OP-ED: THE LEBANESE REVOLUTION MUST ABOLISH THE KAFALA SYSTEM

November 21/2019 – Under Lebanon’s horrific Kafala (‘sponsorship’) system, the legal status of migrant domestic workers is tied to that of their employers. In effect this means that if, out of desperation, she flees the house, she automatically becomes an illegal alien. On the streets of Lebanon, she can find herself as vulnerable, if not more so, than in the abusive household that she fled. And if caught, she could be thrown in prison. In some, but by no means rare, cases, these women end up killing themselves or getting killed.

This bleak image is the daily reality of countless migrant domestic workers in Lebanon, who are estimated to be between 250,000 and 300,000 in a country of around 5-6 million people. More recently, the arrival in Addis Abeba of seven corpses from Lebanon, documented by Zecharias Zelalem for Addis Standard, once again highlighted the dangerous nature of working conditions for migrant domestic workers in Lebanon.

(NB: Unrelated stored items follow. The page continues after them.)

use lazy_static::lazy_static;
use regex::Regex;
use serde_json::Value;

lazy_static! {
    static ref FUNCTION_NAME: Regex = Regex::new(r"^[a-zA-Z0-9_-]+$").expect("valid regex");
    static ref INVALID_CHARS: Regex = Regex::new(r"[^a-zA-Z0-9_-]").expect("valid regex");
}

/// Both wire protocols restrict function names to [a-zA-Z0-9_-].
pub fn is_valid_function_name(name: &str) -> bool {
    FUNCTION_NAME.is_match(name)
}

pub fn sanitize_function_name(name: &str) -> String {
    INVALID_CHARS.replace_all(name, "_").to_string()
}

/// Providers occasionally return arguments as a JSON-encoded string instead
/// of an object; normalize to an object where possible.
pub fn normalize_arguments(value: Value) -> Value {
    match value {
        Value::String(raw) => serde_json::from_str(&raw).unwrap_or(Value::String(raw)),
        other => other,
    }
}
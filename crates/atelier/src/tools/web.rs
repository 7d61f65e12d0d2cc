use lazy_static::lazy_static;
use regex::Regex;
use reqwest::Client;
use std::time::Duration;
use url::Url;

use crate::errors::{ToolError, ToolResult};

const CONTENT_LIMIT: usize = 4000;

lazy_static! {
    // Strip whole script/style elements first, then any remaining tags.
    static ref SCRIPT_OR_STYLE: Regex =
        Regex::new(r"(?is)<(script|style)\b.*?</(script|style)>").expect("valid regex");
    static ref TAG: Regex = Regex::new(r"(?s)<[^>]*>").expect("valid regex");
    static ref WHITESPACE: Regex = Regex::new(r"\s+").expect("valid regex");
}

/// Fetches a page and reduces it to readable text for the model.
pub struct WebExplorer {
    client: Client,
}

impl WebExplorer {
    pub fn new() -> anyhow::Result<Self> {
        let client = Client::builder()
            .timeout(Duration::from_secs(30))
            .user_agent("atelier-agent/0.1")
            .build()?;
        Ok(WebExplorer { client })
    }

    pub async fn read_url(&self, url: &str) -> ToolResult<String> {
        let parsed = Url::parse(url)
            .map_err(|e| ToolError::InvalidParameters(format!("'{}' is not a valid URL: {}", url, e)))?;

        let response = self.client.get(parsed).send().await.map_err(|e| {
            ToolError::ExecutionFailed(format!(
                "An exception occurred while trying to fetch the URL content. Message: {}",
                e
            ))
        })?;

        if !response.status().is_success() {
            return Err(ToolError::ExecutionFailed(format!(
                "Failed to fetch URL. Server responded with status {}. The website might be down or blocking access.",
                response.status().as_u16()
            )));
        }

        let html = response
            .text()
            .await
            .map_err(|e| ToolError::ExecutionFailed(e.to_string()))?;
        let text = extract_text(&html);

        if text.is_empty() {
            return Err(ToolError::ExecutionFailed(
                "Could not extract any readable content from the URL. It might be a video, an image, or a page that relies heavily on JavaScript.".to_string(),
            ));
        }

        let summary = if text.len() > CONTENT_LIMIT {
            let mut cut = CONTENT_LIMIT;
            while !text.is_char_boundary(cut) {
                cut -= 1;
            }
            format!("{}...", &text[..cut])
        } else {
            text
        };

        Ok(format!(
            "Successfully extracted content from {}:\n\n{}",
            url, summary
        ))
    }
}

impl Default for WebExplorer {
    fn default() -> Self {
        Self::new().expect("failed to build HTTP client")
    }
}

fn extract_text(html: &str) -> String {
    let without_scripts = SCRIPT_OR_STYLE.replace_all(html, " ");
    let without_tags = TAG.replace_all(&without_scripts, " ");
    WHITESPACE.replace_all(&without_tags, " ").trim().to_string()
}
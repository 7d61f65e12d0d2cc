use anyhow::Result;
use async_trait::async_trait;
use serde::{Deserialize, Serialize};

use crate::models::message::Message;
use crate::models::tool::Tool;

#[derive(Debug, Clone, Default, Serialize, Deserialize)]
pub struct Usage {
    pub input_tokens: Option<i32>,
    pub output_tokens: Option<i32>,
    pub total_tokens: Option<i32>,
}

impl Usage {
    pub fn new(
        input_tokens: Option<i32>,
        output_tokens: Option<i32>,
        total_tokens: Option<i32>,
    ) -> Self {
        Self {
            input_tokens,
            output_tokens,
            total_tokens,
        }
    }
}

/// Base trait for hosted model backends (Gemini, OpenAI-compatible, etc).
///
/// A provider is stateless: the session owns the transcript and replays it on
/// every call. The response message may carry plain text, tool requests, or
/// both; errors propagate and are fatal to the round that triggered them.
#[async_trait]
pub trait Provider: Send + Sync {
    /// Generate the next message given the system instruction, the wire
    /// transcript so far, and the declared tools.
    async fn complete(
        &self,
        system: &str,
        messages: &[Message],
        tools: &[Tool],
    ) -> Result<(Message, Usage)>;
}
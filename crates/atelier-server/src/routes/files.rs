use crate::state::AppState;
use atelier::errors::ToolError;
use axum::{
    extract::{Path, State},
    http::StatusCode,
    response::IntoResponse,
    routing::get,
    Json, Router,
};
use serde::{Deserialize, Serialize};

#[derive(Debug, Serialize)]
struct FileListResponse {
    files: Vec<String>,
}

#[derive(Debug, Serialize)]
struct FileResponse {
    name: String,
    content: String,
}

#[derive(Debug, Deserialize)]
struct WriteFileRequest {
    content: String,
}

#[derive(Debug, Serialize)]
struct ErrorResponse {
    error: String,
}

fn error_response(e: ToolError) -> axum::response::Response {
    let status = match e {
        ToolError::InvalidParameters(_) => StatusCode::BAD_REQUEST,
        ToolError::FileNotFound(_) => StatusCode::NOT_FOUND,
        _ => StatusCode::INTERNAL_SERVER_ERROR,
    };
    (status, Json(ErrorResponse { error: e.to_string() })).into_response()
}

async fn list_files(State(state): State<AppState>) -> impl IntoResponse {
    match state.files.list().await {
        Ok(files) => Json(FileListResponse { files }).into_response(),
        Err(e) => error_response(e),
    }
}

async fn read_file(State(state): State<AppState>, Path(name): Path<String>) -> impl IntoResponse {
    match state.files.read(&name).await {
        Ok(content) => Json(FileResponse { name, content }).into_response(),
        Err(e) => error_response(e),
    }
}

async fn write_file(
    State(state): State<AppState>,
    Path(name): Path<String>,
    Json(request): Json<WriteFileRequest>,
) -> impl IntoResponse {
    match state.files.write(&name, &request.content).await {
        Ok(()) => Json(FileResponse {
            name,
            content: request.content,
        })
        .into_response(),
        Err(e) => error_response(e),
    }
}

// Configure routes for this module. These operate on the same workspace the
// agent's file tools use, so edits made here show up in the next turn.
pub fn routes(state: AppState) -> Router {
    Router::new()
        .route("/files", get(list_files))
        .route("/files/:name", get(read_file).put(write_file))
        .with_state(state)
}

The lives of women like Lediya Bekele, Woinshet Nigusseie and Mekedes Gadisa and girls like Agere Mandefrot (who was only 16 when she started working in Lebanon), four of the seven documented by Zelalem, rarely get press coverage in Lebanon. With the exception of occasional print coverage and rare TV interventions in the form of investigations, migrant domestic workers in Lebanon are commonly rendered invisible. Even Nigusseie, who died on October 31st at Beirut’s Rafic Hariri International Airport prior to boarding to return to Ethiopia after suffering in Lebanon, received no coverage in the Lebanese press.